Initially, the four reporters fit perfectly into archetypes. Lee, the world-weary vet. Joel, the adrenaline junkie. Sammy, the cautious eldest, and Jessie, the hero-worshipping youngster.

Although there are moments that push the boundaries of belief (Jessie brings chemicals on hand to develop her photos on the road), as the group approaches their goal, the hull The hardened shield that journalists use to protect themselves is beginning to crack and distinctions are fading.

WATCH | Alex Garland talks about casting Jesse Plemons:

Alex Garland on choosing Jesse Plemons in Civil War: “It wasn’t a choice”

Alex Garland tells CBC’s Eli Glasner how Jesse Plemons came to star in his new dystopian epic Civil War.

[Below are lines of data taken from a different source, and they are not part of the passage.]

//! Rating, category, dietary and timeline statistics over a feedback history
//!
//! Everything here is pure and synchronous. Averages are kept at full
//! precision; [`round1`] is only for display.

use crate::analysis::AnalysisError;
use crate::analysis::types::{
    CategoryBreakdown, DietaryBreakdown, FeedbackRecord, FeedbackStatistics, GroupStatistic,
    RatingStatistics, RatingTrend, TimelinePoint, TimelineTrend,
};
use crate::config::constants::thresholds;
use indexmap::{IndexMap, IndexSet};

/// Aggregate a customer's non-empty feedback history.
///
/// Returns [`AnalysisError::InsufficientData`] for an empty slice; callers
/// substitute the "no history" default instead.
pub fn aggregate(records: &[FeedbackRecord]) -> Result<FeedbackStatistics, AnalysisError> {
    if records.is_empty() {
        return Err(AnalysisError::InsufficientData(
            "no feedback records to aggregate".to_string(),
        ));
    }

    let timeline = timeline_trend(records);
    Ok(FeedbackStatistics {
        ratings: rating_statistics(records),
        categories: category_breakdown(records),
        dietary: dietary_breakdown(records),
        total_feedback: records.len(),
        last_feedback_date: timeline.last_feedback_date,
        timeline,
    })
}

pub fn rating_statistics(records: &[FeedbackRecord]) -> RatingStatistics {
    let ratings: Vec<f64> = records.iter().map(|r| f64::from(r.rating)).collect();

    let mut stats = RatingStatistics::empty();
    stats.average_rating = mean(&ratings);

    let mut preferred = IndexSet::new();
    let mut disliked = IndexSet::new();
    for record in records {
        *stats.rating_distribution.entry(record.rating).or_insert(0) += 1;

        if record.rating >= thresholds::POSITIVE_RATING {
            stats.positive_count += 1;
            preferred.insert(record.food_item_name.clone());
        }
        if record.rating <= thresholds::NEGATIVE_RATING {
            stats.negative_count += 1;
            disliked.insert(record.food_item_name.clone());
        }
    }

    stats.preferred_items = preferred.into_iter().collect();
    stats.disliked_items = disliked.into_iter().collect();
    stats
}

pub fn category_breakdown(records: &[FeedbackRecord]) -> CategoryBreakdown {
    let mut groups = GroupAccumulator::default();
    for record in records {
        if let Some(category) = record.category.as_deref() {
            groups.add(category, record);
        }
    }

    let categories = groups.finish();
    CategoryBreakdown {
        best_category: best(&categories).cloned(),
        worst_category: worst(&categories).cloned(),
        categories,
    }
}

/// A record with N dietary tags contributes to N buckets.
pub fn dietary_breakdown(records: &[FeedbackRecord]) -> DietaryBreakdown {
    let mut groups = GroupAccumulator::default();
    for record in records {
        for tag in &record.dietary_tags {
            groups.add(tag, record);
        }
    }

    let tags = groups.finish();
    let preferred_tags = tags
        .iter()
        .filter(|t| t.average_rating >= thresholds::PREFERRED_TAG_AVERAGE)
        .map(|t| t.key.clone())
        .collect();
    let avoided_tags = tags
        .iter()
        .filter(|t| t.average_rating <= thresholds::AVOIDED_TAG_AVERAGE)
        .map(|t| t.key.clone())
        .collect();

    DietaryBreakdown {
        tags,
        preferred_tags,
        avoided_tags,
    }
}

pub fn timeline_trend(records: &[FeedbackRecord]) -> TimelineTrend {
    let mut sorted: Vec<&FeedbackRecord> = records.iter().collect();
    sorted.sort_by_key(|r| r.created_at);

    let points: Vec<TimelinePoint> = sorted
        .iter()
        .map(|r| TimelinePoint {
            date: r.created_at,
            rating: r.rating,
            food_item: r.food_item_name.clone(),
        })
        .collect();

    let ratings: Vec<f64> = points.iter().map(|p| f64::from(p.rating)).collect();
    let slope = least_squares_slope(&ratings);

    TimelineTrend {
        first_feedback_date: points.first().map(|p| p.date),
        last_feedback_date: points.last().map(|p| p.date),
        trend: RatingTrend::from_slope(slope),
        slope,
        points,
    }
}

/// Highest average; the first-encountered key wins ties.
pub fn best(stats: &[GroupStatistic]) -> Option<&GroupStatistic> {
    stats.iter().fold(None, |best, candidate| match best {
        Some(current) if candidate.average_rating <= current.average_rating => Some(current),
        _ => Some(candidate),
    })
}

/// Lowest average; the first-encountered key wins ties.
pub fn worst(stats: &[GroupStatistic]) -> Option<&GroupStatistic> {
    stats.iter().fold(None, |worst, candidate| match worst {
        Some(current) if candidate.average_rating >= current.average_rating => Some(current),
        _ => Some(candidate),
    })
}

pub fn mean(values: &[f64]) -> f64 {
    if values.is_empty() {
        return 0.0;
    }
    values.iter().sum::<f64>() / values.len() as f64
}

/// Square root of the mean squared deviation
pub fn population_std_dev(values: &[f64]) -> f64 {
    if values.is_empty() {
        return 0.0;
    }
    let avg = mean(values);
    let squared = values.iter().map(|v| (v - avg).powi(2)).sum::<f64>() / values.len() as f64;
    squared.sqrt()
}

/// Slope of the least-squares line through `(index, value)`; 0 when fewer
/// than two points make the fit undefined.
pub fn least_squares_slope(values: &[f64]) -> f64 {
    let n = values.len() as f64;
    let (sum_x, sum_y, sum_xy, sum_xx) = values.iter().enumerate().fold(
        (0.0, 0.0, 0.0, 0.0),
        |(sx, sy, sxy, sxx), (i, y)| {
            let x = i as f64;
            (sx + x, sy + y, sxy + x * y, sxx + x * x)
        },
    );

    let denominator = n * sum_xx - sum_x * sum_x;
    if denominator == 0.0 {
        return 0.0;
    }
    (n * sum_xy - sum_x * sum_y) / denominator
}

pub fn round1(value: f64) -> f64 {
    (value * 10.0).round() / 10.0
}

#[derive(Default)]
struct GroupBucket {
    feedback_count: usize,
    total_rating: u64,
    items: IndexSet<String>,
}

#[derive(Default)]
struct GroupAccumulator {
    buckets: IndexMap<String, GroupBucket>,
}

impl GroupAccumulator {
    fn add(&mut self, key: &str, record: &FeedbackRecord) {
        let bucket = self.buckets.entry(key.to_string()).or_default();
        bucket.feedback_count += 1;
        bucket.total_rating += u64::from(record.rating);
        bucket.items.insert(record.food_item_name.clone());
    }

    fn finish(self) -> Vec<GroupStatistic> {
        self.buckets
            .into_iter()
            .map(|(key, bucket)| GroupStatistic {
                key,
                average_rating: bucket.total_rating as f64 / bucket.feedback_count as f64,
                item_count: bucket.items.len(),
                feedback_count: bucket.feedback_count,
            })
            .collect()
    }
}
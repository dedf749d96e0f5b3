//! # External Language Services
//!
//! Everything that leaves the process lives here:
//!
//! - `services`: the traits the analysis pipeline consumes (emotion
//!   classification, summarization, generative advice) and their error type.
//! - `huggingface`: HTTP client for the Hugging Face inference API, used for
//!   emotion classification and summarization.
//! - `provider` / `providers`: chat-completion abstraction with an
//!   OpenAI-compatible implementation.
//! - `advisor`: adapts any chat-completion provider into a generative advisor.

pub mod advisor;
pub mod error_display;
pub mod huggingface;
pub mod provider;
pub mod providers;
pub mod services;

pub use advisor::ProviderAdvisor;
pub use huggingface::HuggingFaceInference;
pub use provider::{LLMError, LLMProvider, LLMRequest, LLMResponse, Message, MessageRole};
pub use providers::OpenAIProvider;
pub use services::{
    AdvisorRequest, AdvisorResponse, EmotionClassifier, EmotionScore, GenerativeAdvisor,
    ServiceError, Summarizer, Summary, bounded,
};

For much of the film, Garland walks a fine line, trying to make a film about war without glamorizing it.

“Movies always want to seduce,” Garland told CBC News. “It’s very powerful, so you guard against it.”

The result is a film not so much about war as about its effects.

Civil war captures a very 21st century feeling of helplessness. War is not hell, it simply is. The reasons, the causes, none of it matters – it’s just another thing to endure.

At one point, the reporters encounter two soldiers during a sniper shootout. When Joel tries to find out who they’re fighting, the weary soldier responds, “Someone’s trying to kill us.” We are trying to kill him.

two women hide behind police car as fires burn
Lee and Jessie (Cailee Spaeny), an aspiring war photographer, take shelter during a bombing. (Elevation photos)

Lonnie Kimmons

"Internet fanatic. Evil organizer. Tv fanatic. Explorer. Hipster-friendly social media junkie. Certified food expert."